[Stored items]
- - -
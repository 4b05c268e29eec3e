//! Health check endpoints

use axum::{extract::State, http::StatusCode, Json};
use serde::Serialize;

use crate::state::AppState;

#[derive(Serialize)]
pub struct HealthResponse {
    pub status: String,
    pub version: String,
    pub database: String,
}

/// Health check endpoint
pub async fn health(State(state): State<AppState>) -> (StatusCode, Json<HealthResponse>) {
    let db_status = match sqlx::query("SELECT 1").execute(&state.pool).await {
        Ok(_) => "healthy".to_string(),
        Err(_) => "unhealthy".to_string(),
    };

    let overall_status = if db_status == "healthy" {
        StatusCode::OK
    } else {
        StatusCode::SERVICE_UNAVAILABLE
    };

    (
        overall_status,
        Json(HealthResponse {
            status: if overall_status == StatusCode::OK {
                "healthy".to_string()
            } else {
                "unhealthy".to_string()
            },
            version: env!("CARGO_PKG_VERSION").to_string(),
            database: db_status,
        }),
    )
}

/// Liveness probe (just returns 200 if the server is running)
pub async fn liveness() -> StatusCode {
    StatusCode::OK
}

/// Readiness probe (checks if the service is ready to accept traffic)
pub async fn readiness(State(state): State<AppState>) -> StatusCode {
    match sqlx::query("SELECT 1").execute(&state.pool).await {
        Ok(_) => StatusCode::OK,
        Err(_) => StatusCode::SERVICE_UNAVAILABLE,
    }
}
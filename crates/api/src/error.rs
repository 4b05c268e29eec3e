//! API error types and handling

use axum::{
    http::StatusCode,
    response::{IntoResponse, Response},
    Json,
};
use quillcheck_billing::BillingError;
use serde_json::json;

/// Application error type
#[derive(Debug, thiserror::Error)]
pub enum ApiError {
    #[error("Invalid request: {0}")]
    BadRequest(String),
    #[error("Resource not found: {0}")]
    NotFound(String),
    #[error("Signature verification failed")]
    InvalidSignature,
    #[error("Conflict: {0}")]
    Conflict(String),
    #[error("Gone: {0}")]
    Gone(String),
    #[error("Quota exceeded: {0}")]
    QuotaExceeded(String),
    #[error("Payment gateway error")]
    Gateway,
    #[error("Service busy, retry later")]
    Busy,
    #[error("Internal server error")]
    Internal,
}

impl IntoResponse for ApiError {
    fn into_response(self) -> Response {
        let (status, code, message) = match &self {
            ApiError::BadRequest(msg) => (StatusCode::BAD_REQUEST, "BAD_REQUEST", msg.clone()),
            ApiError::NotFound(msg) => (StatusCode::NOT_FOUND, "NOT_FOUND", msg.clone()),
            ApiError::InvalidSignature => {
                (StatusCode::UNAUTHORIZED, "INVALID_SIGNATURE", self.to_string())
            }
            ApiError::Conflict(msg) => (StatusCode::CONFLICT, "CONFLICT", msg.clone()),
            ApiError::Gone(msg) => (StatusCode::GONE, "GONE", msg.clone()),
            ApiError::QuotaExceeded(msg) => {
                (StatusCode::PAYMENT_REQUIRED, "QUOTA_EXCEEDED", msg.clone())
            }
            ApiError::Gateway => (StatusCode::BAD_GATEWAY, "GATEWAY_ERROR", self.to_string()),
            ApiError::Busy => (StatusCode::SERVICE_UNAVAILABLE, "BUSY", self.to_string()),
            ApiError::Internal => {
                (StatusCode::INTERNAL_SERVER_ERROR, "INTERNAL_ERROR", self.to_string())
            }
        };

        let body = Json(json!({
            "error": {
                "code": code,
                "message": message,
            }
        }));

        (status, body).into_response()
    }
}

impl From<BillingError> for ApiError {
    fn from(err: BillingError) -> Self {
        match err {
            BillingError::PlanNotFound(_)
            | BillingError::OrderNotFound(_)
            | BillingError::QuotaNotFound { .. } => ApiError::NotFound(err.to_string()),
            BillingError::InsufficientQuota { .. } | BillingError::QuotaExpired(_) => {
                ApiError::QuotaExceeded(err.to_string())
            }
            BillingError::OrderAlreadyPaid(_)
            | BillingError::InvalidOrderState(_)
            | BillingError::AlreadySubscribed(_)
            | BillingError::Conflict(_) => ApiError::Conflict(err.to_string()),
            BillingError::OrderExpired(_) => ApiError::Gone(err.to_string()),
            BillingError::InvalidUpgrade(_) | BillingError::InvalidInput(_) => {
                ApiError::BadRequest(err.to_string())
            }
            BillingError::InvalidSignature => ApiError::InvalidSignature,
            BillingError::Transient(msg) => {
                tracing::warn!(error = %msg, "transient billing failure");
                ApiError::Busy
            }
            BillingError::Gateway(msg) => {
                tracing::error!(error = %msg, "payment gateway failure");
                ApiError::Gateway
            }
            BillingError::Database(msg) | BillingError::Config(msg) => {
                tracing::error!(error = %msg, "internal billing failure");
                ApiError::Internal
            }
        }
    }
}

impl From<sqlx::Error> for ApiError {
    fn from(err: sqlx::Error) -> Self {
        tracing::error!(error = %err, "database error");
        ApiError::Internal
    }
}

pub type ApiResult<T> = Result<T, ApiError>;
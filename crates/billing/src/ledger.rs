//! Quota ledger
//!
//! Owns per-user, per-type quota balances and the append-only change log.
//! Every balance mutation is paired with exactly one quota record inside the
//! same transaction, so balances stay reconstructible from the records alone.
//!
//! Consume and expire serialize concurrent writers with a compare-and-swap on
//! `used_quota`: a lost swap is retried with jittered backoff and surfaced as
//! a transient failure once the retry budget runs out.

use quillcheck_shared::{QuotaChangeType, QuotaRecord, QuotaType, UserQuota};
use sqlx::{PgConnection, PgPool};
use time::OffsetDateTime;
use tokio_retry::strategy::{jitter, ExponentialBackoff};
use uuid::Uuid;

use crate::error::{BillingError, BillingResult};

/// Attempts per compare-and-swap mutation before giving up
const CAS_MAX_ATTEMPTS: usize = 3;

fn cas_backoff() -> impl Iterator<Item = std::time::Duration> {
    ExponentialBackoff::from_millis(10)
        .map(jitter)
        .take(CAS_MAX_ATTEMPTS - 1)
}

/// Bounds check for a consume attempt. The upper bound is a hard invariant:
/// `used_quota` may never exceed `total_quota`.
fn check_consume(total: i64, used: i64, amount: i64) -> BillingResult<()> {
    if used + amount > total {
        return Err(BillingError::InsufficientQuota {
            requested: amount,
            remaining: total - used,
        });
    }
    Ok(())
}

/// Quota ledger service
#[derive(Clone)]
pub struct QuotaLedger {
    pool: PgPool,
}

impl QuotaLedger {
    pub fn new(pool: PgPool) -> Self {
        Self { pool }
    }

    /// Consume `amount` credits. Returns the remaining balance.
    pub async fn consume(
        &self,
        user_id: Uuid,
        quota_type: QuotaType,
        amount: i64,
        remark: &str,
    ) -> BillingResult<i64> {
        if amount <= 0 {
            return Err(BillingError::InvalidInput(
                "consume amount must be positive".to_string(),
            ));
        }

        let mut backoff = cas_backoff();
        loop {
            if let Some(remaining) = self.try_consume_once(user_id, quota_type, amount, remark).await? {
                return Ok(remaining);
            }
            match backoff.next() {
                Some(delay) => {
                    tracing::debug!(
                        user_id = %user_id,
                        quota_type = %quota_type,
                        "consume lost the swap, retrying"
                    );
                    tokio::time::sleep(delay).await;
                }
                None => {
                    return Err(BillingError::Transient(format!(
                        "quota update for user {} lost the race after {} attempts",
                        user_id, CAS_MAX_ATTEMPTS
                    )));
                }
            }
        }
    }

    /// One consume attempt. Ok(None) means the compare-and-swap lost.
    async fn try_consume_once(
        &self,
        user_id: Uuid,
        quota_type: QuotaType,
        amount: i64,
        remark: &str,
    ) -> BillingResult<Option<i64>> {
        let now = OffsetDateTime::now_utc();
        let mut tx = self.pool.begin().await?;

        let quota: Option<UserQuota> = sqlx::query_as(
            "SELECT user_id, quota_type, total_quota, used_quota, expire_time, created_at, updated_at
             FROM user_quotas WHERE user_id = $1 AND quota_type = $2",
        )
        .bind(user_id)
        .bind(quota_type)
        .fetch_optional(&mut *tx)
        .await?;

        let quota = quota.ok_or(BillingError::QuotaNotFound { user_id, quota_type })?;
        if quota.is_expired(now) {
            return Err(BillingError::QuotaExpired(quota_type));
        }
        check_consume(quota.total_quota, quota.used_quota, amount)?;

        // Compare-and-swap on used_quota; a concurrent writer makes this a no-op
        let result = sqlx::query(
            "UPDATE user_quotas
             SET used_quota = used_quota + $3, updated_at = NOW()
             WHERE user_id = $1 AND quota_type = $2 AND used_quota = $4",
        )
        .bind(user_id)
        .bind(quota_type)
        .bind(amount)
        .bind(quota.used_quota)
        .execute(&mut *tx)
        .await?;

        if result.rows_affected() == 0 {
            tx.rollback().await?;
            return Ok(None);
        }

        Self::append_record(
            &mut tx,
            user_id,
            quota_type,
            QuotaChangeType::Consume,
            amount,
            quota.used_quota,
            quota.used_quota + amount,
            None,
            Some(remark),
        )
        .await?;
        tx.commit().await?;

        let remaining = quota.total_quota - quota.used_quota - amount;
        tracing::info!(
            user_id = %user_id,
            quota_type = %quota_type,
            amount = amount,
            remaining = remaining,
            "quota consumed"
        );
        Ok(Some(remaining))
    }

    /// Grant purchased credits (RECHARGE)
    pub async fn grant(
        &self,
        user_id: Uuid,
        quota_type: QuotaType,
        amount: i64,
        order_id: Option<Uuid>,
        expire_time: Option<OffsetDateTime>,
        remark: &str,
    ) -> BillingResult<()> {
        let mut tx = self.pool.begin().await?;
        Self::grant_on(
            &mut tx,
            user_id,
            quota_type,
            QuotaChangeType::Recharge,
            amount,
            order_id,
            expire_time,
            remark,
        )
        .await?;
        tx.commit().await?;
        Ok(())
    }

    /// Return credits to a user (REFUND); increases total like a grant
    pub async fn refund(
        &self,
        user_id: Uuid,
        quota_type: QuotaType,
        amount: i64,
        order_id: Option<Uuid>,
        remark: &str,
    ) -> BillingResult<()> {
        let mut tx = self.pool.begin().await?;
        Self::grant_on(
            &mut tx,
            user_id,
            quota_type,
            QuotaChangeType::Refund,
            amount,
            order_id,
            None,
            remark,
        )
        .await?;
        tx.commit().await?;
        Ok(())
    }

    /// Transaction-scoped grant, used by the payment reconciler so quota
    /// grants commit or roll back together with the order transition.
    #[allow(clippy::too_many_arguments)]
    pub(crate) async fn grant_on(
        conn: &mut PgConnection,
        user_id: Uuid,
        quota_type: QuotaType,
        change_type: QuotaChangeType,
        amount: i64,
        order_id: Option<Uuid>,
        expire_time: Option<OffsetDateTime>,
        remark: &str,
    ) -> BillingResult<()> {
        if amount <= 0 {
            return Err(BillingError::InvalidInput(
                "grant amount must be positive".to_string(),
            ));
        }
        if !matches!(change_type, QuotaChangeType::Recharge | QuotaChangeType::Refund) {
            return Err(BillingError::InvalidInput(
                "grants must be recharge or refund entries".to_string(),
            ));
        }

        // First-touch creation of a zeroed balance row
        sqlx::query(
            "INSERT INTO user_quotas (user_id, quota_type, total_quota, used_quota)
             VALUES ($1, $2, 0, 0)
             ON CONFLICT (user_id, quota_type) DO NOTHING",
        )
        .bind(user_id)
        .bind(quota_type)
        .execute(&mut *conn)
        .await?;

        let (total_after,): (i64,) = sqlx::query_as(
            "UPDATE user_quotas
             SET total_quota = total_quota + $3,
                 expire_time = CASE
                     WHEN $4::timestamptz IS NULL THEN expire_time
                     ELSE GREATEST(COALESCE(expire_time, $4), $4)
                 END,
                 updated_at = NOW()
             WHERE user_id = $1 AND quota_type = $2
             RETURNING total_quota",
        )
        .bind(user_id)
        .bind(quota_type)
        .bind(amount)
        .bind(expire_time)
        .fetch_one(&mut *conn)
        .await?;

        Self::append_record(
            conn,
            user_id,
            quota_type,
            change_type,
            amount,
            total_after - amount,
            total_after,
            order_id,
            Some(remark),
        )
        .await?;

        tracing::info!(
            user_id = %user_id,
            quota_type = %quota_type,
            change_type = ?change_type,
            amount = amount,
            total_after = total_after,
            "quota granted"
        );
        Ok(())
    }

    /// Mark unused quota as lapsed (EXPIRE): consumed without a consumption
    /// event. Capped so `used_quota` never exceeds `total_quota`. Returns the
    /// amount actually expired.
    pub async fn expire(
        &self,
        user_id: Uuid,
        quota_type: QuotaType,
        amount: i64,
    ) -> BillingResult<i64> {
        if amount <= 0 {
            return Err(BillingError::InvalidInput(
                "expire amount must be positive".to_string(),
            ));
        }

        let mut backoff = cas_backoff();
        loop {
            if let Some(expired) = self.try_expire_once(user_id, quota_type, amount).await? {
                return Ok(expired);
            }
            match backoff.next() {
                Some(delay) => tokio::time::sleep(delay).await,
                None => {
                    return Err(BillingError::Transient(format!(
                        "quota expiry for user {} lost the race after {} attempts",
                        user_id, CAS_MAX_ATTEMPTS
                    )));
                }
            }
        }
    }

    async fn try_expire_once(
        &self,
        user_id: Uuid,
        quota_type: QuotaType,
        amount: i64,
    ) -> BillingResult<Option<i64>> {
        let mut tx = self.pool.begin().await?;

        let quota: Option<UserQuota> = sqlx::query_as(
            "SELECT user_id, quota_type, total_quota, used_quota, expire_time, created_at, updated_at
             FROM user_quotas WHERE user_id = $1 AND quota_type = $2",
        )
        .bind(user_id)
        .bind(quota_type)
        .fetch_optional(&mut *tx)
        .await?;

        let quota = match quota {
            Some(q) => q,
            None => return Ok(Some(0)),
        };
        let lapsed = amount.min(quota.remaining());
        if lapsed == 0 {
            return Ok(Some(0));
        }

        let result = sqlx::query(
            "UPDATE user_quotas
             SET used_quota = used_quota + $3, updated_at = NOW()
             WHERE user_id = $1 AND quota_type = $2 AND used_quota = $4",
        )
        .bind(user_id)
        .bind(quota_type)
        .bind(lapsed)
        .bind(quota.used_quota)
        .execute(&mut *tx)
        .await?;

        if result.rows_affected() == 0 {
            tx.rollback().await?;
            return Ok(None);
        }

        Self::append_record(
            &mut tx,
            user_id,
            quota_type,
            QuotaChangeType::Expire,
            lapsed,
            quota.used_quota,
            quota.used_quota + lapsed,
            None,
            Some("quota lapsed unused"),
        )
        .await?;
        tx.commit().await?;

        tracing::info!(
            user_id = %user_id,
            quota_type = %quota_type,
            lapsed = lapsed,
            "quota expired"
        );
        Ok(Some(lapsed))
    }

    /// Current balance for one quota type
    pub async fn balance(
        &self,
        user_id: Uuid,
        quota_type: QuotaType,
    ) -> BillingResult<Option<UserQuota>> {
        let quota = sqlx::query_as(
            "SELECT user_id, quota_type, total_quota, used_quota, expire_time, created_at, updated_at
             FROM user_quotas WHERE user_id = $1 AND quota_type = $2",
        )
        .bind(user_id)
        .bind(quota_type)
        .fetch_optional(&self.pool)
        .await?;
        Ok(quota)
    }

    /// All balances for a user
    pub async fn balances(&self, user_id: Uuid) -> BillingResult<Vec<UserQuota>> {
        let quotas = sqlx::query_as(
            "SELECT user_id, quota_type, total_quota, used_quota, expire_time, created_at, updated_at
             FROM user_quotas WHERE user_id = $1 ORDER BY quota_type",
        )
        .bind(user_id)
        .fetch_all(&self.pool)
        .await?;
        Ok(quotas)
    }

    /// Ledger entries attributed to an order, newest first
    pub async fn records_for_order(&self, order_id: Uuid) -> BillingResult<Vec<QuotaRecord>> {
        let records = sqlx::query_as(
            "SELECT id, user_id, quota_type, change_type, change_amount, before_amount,
                    after_amount, order_id, remark, created_at
             FROM quota_records WHERE order_id = $1 ORDER BY created_at DESC",
        )
        .bind(order_id)
        .fetch_all(&self.pool)
        .await?;
        Ok(records)
    }

    /// Recent ledger entries for a user
    pub async fn recent_records(
        &self,
        user_id: Uuid,
        limit: i64,
    ) -> BillingResult<Vec<QuotaRecord>> {
        let records = sqlx::query_as(
            "SELECT id, user_id, quota_type, change_type, change_amount, before_amount,
                    after_amount, order_id, remark, created_at
             FROM quota_records WHERE user_id = $1 ORDER BY created_at DESC LIMIT $2",
        )
        .bind(user_id)
        .bind(limit)
        .fetch_all(&self.pool)
        .await?;
        Ok(records)
    }

    #[allow(clippy::too_many_arguments)]
    async fn append_record(
        conn: &mut PgConnection,
        user_id: Uuid,
        quota_type: QuotaType,
        change_type: QuotaChangeType,
        change_amount: i64,
        before_amount: i64,
        after_amount: i64,
        order_id: Option<Uuid>,
        remark: Option<&str>,
    ) -> BillingResult<()> {
        sqlx::query(
            "INSERT INTO quota_records (
                 user_id, quota_type, change_type, change_amount,
                 before_amount, after_amount, order_id, remark
             ) VALUES ($1, $2, $3, $4, $5, $6, $7, $8)",
        )
        .bind(user_id)
        .bind(quota_type)
        .bind(change_type)
        .bind(change_amount)
        .bind(before_amount)
        .bind(after_amount)
        .bind(order_id)
        .bind(remark)
        .execute(conn)
        .await?;
        Ok(())
    }
}

#[cfg(test)]
#[allow(clippy::unwrap_used)]
mod tests {
    use super::*;

    #[test]
    fn consume_within_balance_is_allowed() {
        assert!(check_consume(100, 0, 100).is_ok());
        assert!(check_consume(100, 40, 60).is_ok());
        assert!(check_consume(100, 99, 1).is_ok());
    }

    #[test]
    fn consume_beyond_balance_reports_remaining() {
        let err = check_consume(100, 95, 10).unwrap_err();
        match err {
            BillingError::InsufficientQuota { requested, remaining } => {
                assert_eq!(requested, 10);
                assert_eq!(remaining, 5);
            }
            other => panic!("unexpected error: {other:?}"),
        }
    }

    #[test]
    fn used_quota_upper_bound_is_enforced() {
        // A fully drained balance rejects even the smallest consume
        assert!(check_consume(100, 100, 1).is_err());
    }

    #[test]
    fn cas_backoff_fits_retry_budget() {
        assert_eq!(cas_backoff().count(), CAS_MAX_ATTEMPTS - 1);
    }
}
- - -
Your task - In the data above, which lines lie between the line with "the records alone." and the line with "use uuid::Uuid;", inclusive? Print those lines exactly and nothing else.

Output for this task -
//! same transaction, so balances stay reconstructible from the records alone.
//!
//! Consume and expire serialize concurrent writers with a compare-and-swap on
//! `used_quota`: a lost swap is retried with jittered backoff and surfaced as
//! a transient failure once the retry budget runs out.

use quillcheck_shared::{QuotaChangeType, QuotaRecord, QuotaType, UserQuota};
use sqlx::{PgConnection, PgPool};
use time::OffsetDateTime;
use tokio_retry::strategy::{jitter, ExponentialBackoff};
use uuid::Uuid;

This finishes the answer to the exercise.